• What you have to do: Please write out the listing below again in its exact form.

• Data provided:

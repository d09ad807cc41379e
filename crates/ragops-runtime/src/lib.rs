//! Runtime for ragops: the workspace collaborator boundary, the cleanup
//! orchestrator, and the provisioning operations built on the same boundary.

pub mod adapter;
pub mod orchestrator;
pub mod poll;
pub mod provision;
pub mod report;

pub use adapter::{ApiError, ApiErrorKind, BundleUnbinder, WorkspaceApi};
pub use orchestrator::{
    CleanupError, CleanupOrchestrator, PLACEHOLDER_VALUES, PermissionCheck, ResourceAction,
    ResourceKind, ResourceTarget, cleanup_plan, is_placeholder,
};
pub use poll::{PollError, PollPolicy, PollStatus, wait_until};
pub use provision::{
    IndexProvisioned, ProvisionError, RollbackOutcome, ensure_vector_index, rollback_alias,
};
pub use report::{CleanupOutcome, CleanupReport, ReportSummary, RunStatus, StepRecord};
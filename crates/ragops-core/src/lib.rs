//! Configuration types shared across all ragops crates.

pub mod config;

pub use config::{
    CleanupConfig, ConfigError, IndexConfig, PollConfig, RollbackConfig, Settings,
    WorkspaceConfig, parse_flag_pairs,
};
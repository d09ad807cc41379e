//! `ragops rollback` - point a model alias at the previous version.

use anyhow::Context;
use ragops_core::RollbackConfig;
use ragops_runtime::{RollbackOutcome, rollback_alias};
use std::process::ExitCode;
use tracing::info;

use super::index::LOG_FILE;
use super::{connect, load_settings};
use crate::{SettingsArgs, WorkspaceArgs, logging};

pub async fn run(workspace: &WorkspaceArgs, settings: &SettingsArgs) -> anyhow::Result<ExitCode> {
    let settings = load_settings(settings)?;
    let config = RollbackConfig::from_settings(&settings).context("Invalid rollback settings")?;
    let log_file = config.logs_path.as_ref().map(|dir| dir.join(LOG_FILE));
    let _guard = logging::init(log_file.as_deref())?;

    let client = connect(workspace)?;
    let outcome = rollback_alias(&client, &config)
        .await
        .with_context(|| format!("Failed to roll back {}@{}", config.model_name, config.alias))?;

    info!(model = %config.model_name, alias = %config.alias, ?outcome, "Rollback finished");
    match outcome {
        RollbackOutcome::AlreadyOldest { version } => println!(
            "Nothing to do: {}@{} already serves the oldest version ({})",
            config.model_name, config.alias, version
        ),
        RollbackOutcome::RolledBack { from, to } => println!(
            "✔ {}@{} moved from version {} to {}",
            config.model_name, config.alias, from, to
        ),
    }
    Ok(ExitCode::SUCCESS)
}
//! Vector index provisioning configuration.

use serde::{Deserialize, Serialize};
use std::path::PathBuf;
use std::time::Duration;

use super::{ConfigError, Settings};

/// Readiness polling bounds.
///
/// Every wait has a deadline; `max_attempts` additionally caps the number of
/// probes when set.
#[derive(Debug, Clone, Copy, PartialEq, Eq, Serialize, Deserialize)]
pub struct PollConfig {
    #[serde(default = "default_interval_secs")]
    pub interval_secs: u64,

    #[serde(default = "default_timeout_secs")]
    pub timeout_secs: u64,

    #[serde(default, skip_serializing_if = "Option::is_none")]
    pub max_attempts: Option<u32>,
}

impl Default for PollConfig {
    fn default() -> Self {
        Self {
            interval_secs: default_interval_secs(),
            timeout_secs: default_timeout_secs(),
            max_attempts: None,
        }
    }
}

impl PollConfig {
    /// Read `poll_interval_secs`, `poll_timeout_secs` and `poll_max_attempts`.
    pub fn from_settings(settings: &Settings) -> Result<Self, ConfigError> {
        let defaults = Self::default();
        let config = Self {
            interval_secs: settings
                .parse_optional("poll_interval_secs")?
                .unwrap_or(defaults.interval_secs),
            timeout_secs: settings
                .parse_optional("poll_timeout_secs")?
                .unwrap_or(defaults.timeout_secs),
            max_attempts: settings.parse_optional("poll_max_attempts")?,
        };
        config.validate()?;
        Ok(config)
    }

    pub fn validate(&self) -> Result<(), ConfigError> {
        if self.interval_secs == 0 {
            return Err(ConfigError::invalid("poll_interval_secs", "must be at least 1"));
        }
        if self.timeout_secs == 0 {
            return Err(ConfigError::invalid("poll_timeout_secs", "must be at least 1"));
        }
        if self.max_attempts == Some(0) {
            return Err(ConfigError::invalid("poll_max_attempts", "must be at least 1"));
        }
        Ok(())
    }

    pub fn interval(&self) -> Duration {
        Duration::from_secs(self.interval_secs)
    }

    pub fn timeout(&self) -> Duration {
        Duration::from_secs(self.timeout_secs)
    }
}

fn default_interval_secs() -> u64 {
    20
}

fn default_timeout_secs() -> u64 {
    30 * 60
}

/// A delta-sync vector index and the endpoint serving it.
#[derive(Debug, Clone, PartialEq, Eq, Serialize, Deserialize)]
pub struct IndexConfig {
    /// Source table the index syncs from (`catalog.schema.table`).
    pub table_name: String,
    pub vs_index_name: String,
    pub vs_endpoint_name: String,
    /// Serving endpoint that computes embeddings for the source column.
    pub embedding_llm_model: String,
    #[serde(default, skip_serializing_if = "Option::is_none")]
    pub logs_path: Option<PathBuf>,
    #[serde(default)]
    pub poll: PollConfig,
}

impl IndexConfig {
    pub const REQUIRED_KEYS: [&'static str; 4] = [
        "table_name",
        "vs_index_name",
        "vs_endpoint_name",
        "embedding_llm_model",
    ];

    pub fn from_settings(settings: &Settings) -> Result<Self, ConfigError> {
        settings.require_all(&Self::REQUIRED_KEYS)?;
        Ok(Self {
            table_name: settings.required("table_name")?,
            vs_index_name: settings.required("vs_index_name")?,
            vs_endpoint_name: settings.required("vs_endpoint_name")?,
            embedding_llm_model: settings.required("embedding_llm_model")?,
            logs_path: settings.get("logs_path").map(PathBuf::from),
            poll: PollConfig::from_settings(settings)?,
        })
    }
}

• Solution for this exercise:
repository d09ad807cc41379e
filename crates/ragops-runtime/src/lib.rs
//! Runtime for ragops: the workspace collaborator boundary, the cleanup
//! orchestrator, and the provisioning operations built on the same boundary.

pub mod adapter;
pub mod orchestrator;
pub mod poll;
pub mod provision;
pub mod report;

pub use adapter::{ApiError, ApiErrorKind, BundleUnbinder, WorkspaceApi};
pub use orchestrator::{
    CleanupError, CleanupOrchestrator, PLACEHOLDER_VALUES, PermissionCheck, ResourceAction,
    ResourceKind, ResourceTarget, cleanup_plan, is_placeholder,
};
pub use poll::{PollError, PollPolicy, PollStatus, wait_until};
pub use provision::{
    IndexProvisioned, ProvisionError, RollbackOutcome, ensure_vector_index, rollback_alias,
};
pub use report::{CleanupOutcome, CleanupReport, ReportSummary, RunStatus, StepRecord};
filename crates/ragops-core/src/lib.rs
//! Configuration types shared across all ragops crates.

pub mod config;

pub use config::{
    CleanupConfig, ConfigError, IndexConfig, PollConfig, RollbackConfig, Settings,
    WorkspaceConfig, parse_flag_pairs,
};
repository d09ad807cc41379e
//! `ragops rollback` - point a model alias at the previous version.

use anyhow::Context;
use ragops_core::RollbackConfig;
use ragops_runtime::{RollbackOutcome, rollback_alias};
use std::process::ExitCode;
use tracing::info;

use super::index::LOG_FILE;
use super::{connect, load_settings};
use crate::{SettingsArgs, WorkspaceArgs, logging};

pub async fn run(workspace: &WorkspaceArgs, settings: &SettingsArgs) -> anyhow::Result<ExitCode> {
    let settings = load_settings(settings)?;
    let config = RollbackConfig::from_settings(&settings).context("Invalid rollback settings")?;
    let log_file = config.logs_path.as_ref().map(|dir| dir.join(LOG_FILE));
    let _guard = logging::init(log_file.as_deref())?;

    let client = connect(workspace)?;
    let outcome = rollback_alias(&client, &config)
        .await
        .with_context(|| format!("Failed to roll back {}@{}", config.model_name, config.alias))?;

    info!(model = %config.model_name, alias = %config.alias, ?outcome, "Rollback finished");
    match outcome {
        RollbackOutcome::AlreadyOldest { version } => println!(
            "Nothing to do: {}@{} already serves the oldest version ({})",
            config.model_name, config.alias, version
        ),
        RollbackOutcome::RolledBack { from, to } => println!(
            "✔ {}@{} moved from version {} to {}",
            config.model_name, config.alias, from, to
        ),
    }
    Ok(ExitCode::SUCCESS)
}
//! Vector index provisioning configuration.

use serde::{Deserialize, Serialize};
use std::path::PathBuf;
use std::time::Duration;

use super::{ConfigError, Settings};

/// Readiness polling bounds.
///
/// Every wait has a deadline; `max_attempts` additionally caps the number of
/// probes when set.
#[derive(Debug, Clone, Copy, PartialEq, Eq, Serialize, Deserialize)]
pub struct PollConfig {
    #[serde(default = "default_interval_secs")]
    pub interval_secs: u64,

    #[serde(default = "default_timeout_secs")]
    pub timeout_secs: u64,

    #[serde(default, skip_serializing_if = "Option::is_none")]
    pub max_attempts: Option<u32>,
}

impl Default for PollConfig {
    fn default() -> Self {
        Self {
            interval_secs: default_interval_secs(),
            timeout_secs: default_timeout_secs(),
            max_attempts: None,
        }
    }
}

impl PollConfig {
    /// Read `poll_interval_secs`, `poll_timeout_secs` and `poll_max_attempts`.
    pub fn from_settings(settings: &Settings) -> Result<Self, ConfigError> {
        let defaults = Self::default();
        let config = Self {
            interval_secs: settings
                .parse_optional("poll_interval_secs")?
                .unwrap_or(defaults.interval_secs),
            timeout_secs: settings
                .parse_optional("poll_timeout_secs")?
                .unwrap_or(defaults.timeout_secs),
            max_attempts: settings.parse_optional("poll_max_attempts")?,
        };
        config.validate()?;
        Ok(config)
    }

    pub fn validate(&self) -> Result<(), ConfigError> {
        if self.interval_secs == 0 {
            return Err(ConfigError::invalid("poll_interval_secs", "must be at least 1"));
        }
        if self.timeout_secs == 0 {
            return Err(ConfigError::invalid("poll_timeout_secs", "must be at least 1"));
        }
        if self.max_attempts == Some(0) {
            return Err(ConfigError::invalid("poll_max_attempts", "must be at least 1"));
        }
        Ok(())
    }

    pub fn interval(&self) -> Duration {
        Duration::from_secs(self.interval_secs)
    }

    pub fn timeout(&self) -> Duration {
        Duration::from_secs(self.timeout_secs)
    }
}

fn default_interval_secs() -> u64 {
    20
}

fn default_timeout_secs() -> u64 {
    30 * 60
}

/// A delta-sync vector index and the endpoint serving it.
#[derive(Debug, Clone, PartialEq, Eq, Serialize, Deserialize)]
pub struct IndexConfig {
    /// Source table the index syncs from (`catalog.schema.table`).
    pub table_name: String,
    pub vs_index_name: String,
    pub vs_endpoint_name: String,
    /// Serving endpoint that computes embeddings for the source column.
    pub embedding_llm_model: String,
    #[serde(default, skip_serializing_if = "Option::is_none")]
    pub logs_path: Option<PathBuf>,
    #[serde(default)]
    pub poll: PollConfig,
}

impl IndexConfig {
    pub const REQUIRED_KEYS: [&'static str; 4] = [
        "table_name",
        "vs_index_name",
        "vs_endpoint_name",
        "embedding_llm_model",
    ];

    pub fn from_settings(settings: &Settings) -> Result<Self, ConfigError> {
        settings.require_all(&Self::REQUIRED_KEYS)?;
        Ok(Self {
            table_name: settings.required("table_name")?,
            vs_index_name: settings.required("vs_index_name")?,
            vs_endpoint_name: settings.required("vs_endpoint_name")?,
            embedding_llm_model: settings.required("embedding_llm_model")?,
            logs_path: settings.get("logs_path").map(PathBuf::from),
            poll: PollConfig::from_settings(settings)?,
        })
    }
}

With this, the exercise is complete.